Esse conto mostra que quando percebemos que causamos o mal e paramos de botar a culpa nos outros, assumindo que nós somos parte disso, pois somente ao termos plena convicção desse mal, podemos ao menos tentarmos resistir ao desejo egoísta e maléfico que pulsa em nossas veias. Quem se acha bom demais é, no mínimo, cego. E convenhamos, não é à toa que pessoas das quais têm noção de sua fragilidade, suas limitações, seus defeitos, sua imperfeição, são, na maioria das vezes, as melhores para se conviver e ter uma conversa. Uma vez que, a arrogância e a falta de humildade vêm de uma autoimagem de superioridade e perfeição. Por isso insisto, não gosto e não me sinto confortável com pessoas que se acham autossuficientes e perfeitas, na medida que acham que suas existências seriam à prova da loucura e imunes à solidão, caso tivessem que viver plenamente sozinhas. Além disso, arrogantes falam, mas não escutam. Odeio arrogantes, odeio a mim mesmo. Tudo o que reclamamos no outro, também existe em nós. Todos nós fomos, somos, ou seremos arrogantes e algum momento de nossa vida. Nossa natureza é nojenta. Somos nojentos.

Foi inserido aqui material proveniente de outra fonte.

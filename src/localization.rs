//! # Localization Module
//!
//! Fluent-based message catalogs for Russian (default) and English. The
//! `.ftl` resources are embedded at compile time.

use anyhow::{anyhow, Result};
use fluent_bundle::concurrent::FluentBundle;
use fluent_bundle::{FluentArgs, FluentResource, FluentValue};
use std::collections::HashMap;
use std::sync::OnceLock;
use tracing::{error, warn};
use unic_langid::LanguageIdentifier;

pub const DEFAULT_LANGUAGE: &str = "ru";
pub const SUPPORTED_LANGUAGES: [&str; 2] = ["ru", "en"];

const RESOURCES: [(&str, &str); 2] = [
    ("ru", include_str!("../locales/ru/main.ftl")),
    ("en", include_str!("../locales/en/main.ftl")),
];

/// Localization manager for the bot
pub struct LocalizationManager {
    bundles: HashMap<String, FluentBundle<FluentResource>>,
}

impl LocalizationManager {
    /// Create a new localization manager with every supported language loaded
    pub fn new() -> Result<Self> {
        let mut bundles = HashMap::new();
        for (language, source) in RESOURCES {
            let locale: LanguageIdentifier = language.parse()?;
            bundles.insert(language.to_string(), Self::create_bundle(locale, source)?);
        }
        Ok(Self { bundles })
    }

    /// Create a fluent bundle for a specific locale
    fn create_bundle(locale: LanguageIdentifier, source: &str) -> Result<FluentBundle<FluentResource>> {
        let mut bundle = FluentBundle::new_concurrent(vec![locale.clone()]);
        // Unicode isolation marks would leak into plain-text Telegram messages
        bundle.set_use_isolating(false);

        let resource = FluentResource::try_new(source.to_string())
            .map_err(|(_, errors)| anyhow!("Failed to parse {locale} resource: {errors:?}"))?;
        bundle
            .add_resource(resource)
            .map_err(|errors| anyhow!("Failed to add {locale} resource: {errors:?}"))?;

        Ok(bundle)
    }

    /// Get a localized message in the default language
    pub fn get_message(&self, key: &str, args: Option<&HashMap<&str, &str>>) -> String {
        self.get_message_in_language(key, DEFAULT_LANGUAGE, args)
    }

    /// Get a localized message in a specific language, falling back to the
    /// default language for unsupported languages or missing keys
    pub fn get_message_in_language(
        &self,
        key: &str,
        language: &str,
        args: Option<&HashMap<&str, &str>>,
    ) -> String {
        let language = detect_language(Some(language));
        let candidates = [language, DEFAULT_LANGUAGE];

        let found = candidates.iter().find_map(|lang| {
            let bundle = self.bundles.get(*lang)?;
            let pattern = bundle.get_message(key)?.value()?;
            Some((bundle, pattern))
        });

        let Some((bundle, pattern)) = found else {
            warn!(key, "Missing translation");
            return format!("Missing translation: {}", key);
        };

        let fluent_args = args.map(|args| {
            let mut fluent_args = FluentArgs::new();
            for (k, v) in args {
                fluent_args.set(*k, FluentValue::from(*v));
            }
            fluent_args
        });

        let mut errors = vec![];
        let value = bundle.format_pattern(pattern, fluent_args.as_ref(), &mut errors);
        if !errors.is_empty() {
            error!(key, errors = ?errors, "Errors while formatting message");
        }
        value.into_owned()
    }

    /// Get a localized message with simple string arguments
    pub fn get_message_with_args(&self, key: &str, language: &str, args: &[(&str, &str)]) -> String {
        let args_map: HashMap<&str, &str> = args.iter().cloned().collect();
        self.get_message_in_language(key, language, Some(&args_map))
    }

    /// The message for `key` in every supported language
    pub fn all_translations(&self, key: &str) -> Vec<String> {
        SUPPORTED_LANGUAGES
            .iter()
            .filter_map(|lang| {
                let bundle = self.bundles.get(*lang)?;
                let pattern = bundle.get_message(key)?.value()?;
                let mut errors = vec![];
                Some(bundle.format_pattern(pattern, None, &mut errors).into_owned())
            })
            .collect()
    }
}

/// Map a Telegram language code to a supported language
pub fn detect_language(language_code: Option<&str>) -> &'static str {
    let Some(code) = language_code else {
        return DEFAULT_LANGUAGE;
    };
    let primary = code
        .split(['-', '_'])
        .next()
        .unwrap_or_default()
        .to_lowercase();
    SUPPORTED_LANGUAGES
        .iter()
        .find(|lang| **lang == primary)
        .copied()
        .unwrap_or(DEFAULT_LANGUAGE)
}

/// Global localization instance
static LOCALIZATION_MANAGER: OnceLock<LocalizationManager> = OnceLock::new();

/// Initialize the global localization manager
pub fn init_localization() -> Result<()> {
    if LOCALIZATION_MANAGER.get().is_none() {
        let manager = LocalizationManager::new()?;
        // A concurrent initializer may have won; either instance is identical
        let _ = LOCALIZATION_MANAGER.set(manager);
    }
    Ok(())
}

/// Get the global localization manager, initializing it on first use
pub fn get_localization_manager() -> &'static LocalizationManager {
    LOCALIZATION_MANAGER.get_or_init(|| {
        LocalizationManager::new().unwrap_or_else(|e| {
            error!(error = %e, "Failed to load localization resources");
            LocalizationManager {
                bundles: HashMap::new(),
            }
        })
    })
}

/// Convenience function to get a localized message in the user's language
pub fn t_lang(key: &str, language_code: Option<&str>) -> String {
    get_localization_manager().get_message_in_language(key, detect_language(language_code), None)
}

/// Convenience function to get a localized message with arguments in the user's language
pub fn t_args_lang(key: &str, args: &[(&str, &str)], language_code: Option<&str>) -> String {
    get_localization_manager().get_message_with_args(key, detect_language(language_code), args)
}

/// Whether `text` equals the message for `key` in any supported language
pub fn matches_label(text: &str, key: &str) -> bool {
    let text = text.trim();
    get_localization_manager()
        .all_translations(key)
        .iter()
        .any(|label| label == text)
}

 Deixe-me, por favor, mostrar-lhe um fragmento de um texto escrito por Rubem Alves:

 "Sempre vejo anunciados cursos de oratória. Nunca vi anunciado curso de escutatória. Todo mundo quer aprender a falar. Ninguém quer aprender a ouvir. Pensei em oferecer um curso de escutatória. Mas acho que ninguém vai sematricular. Escutar é complicado e sutil...Parafraseio o Alberto Caeiro: "Não é bastante ter ouvidos para ouvir o que é dito; é preciso também que haja silêncio dentro da alma". Daí a dificuldade: a gente não aguenta ouvir o que o outro diz sem logo dar um palpite melhor, sem misturar o que ele diz com aquilo que a gente tem a dizer...Nossa incapacidade de ouvir é a manifestação mais constante e sutil de nossa arrogância e vaidade: no fundo, somos os mais bonitos...'' 

Algo bastante interessante que o texto traz é quando diz que sempre que ouvimos o que alguém diz, tentamos dar um palpite melhor ou misturar a ideia do outro com a nossa ideia. Nunca escutamos completamente o outro. O som do nosso ''eu'' está sempre gritando dentro de nós, causando interferência destrutiva no som no outro. Quando não falamos, ainda assim, estamos esperando nossa hora de falar.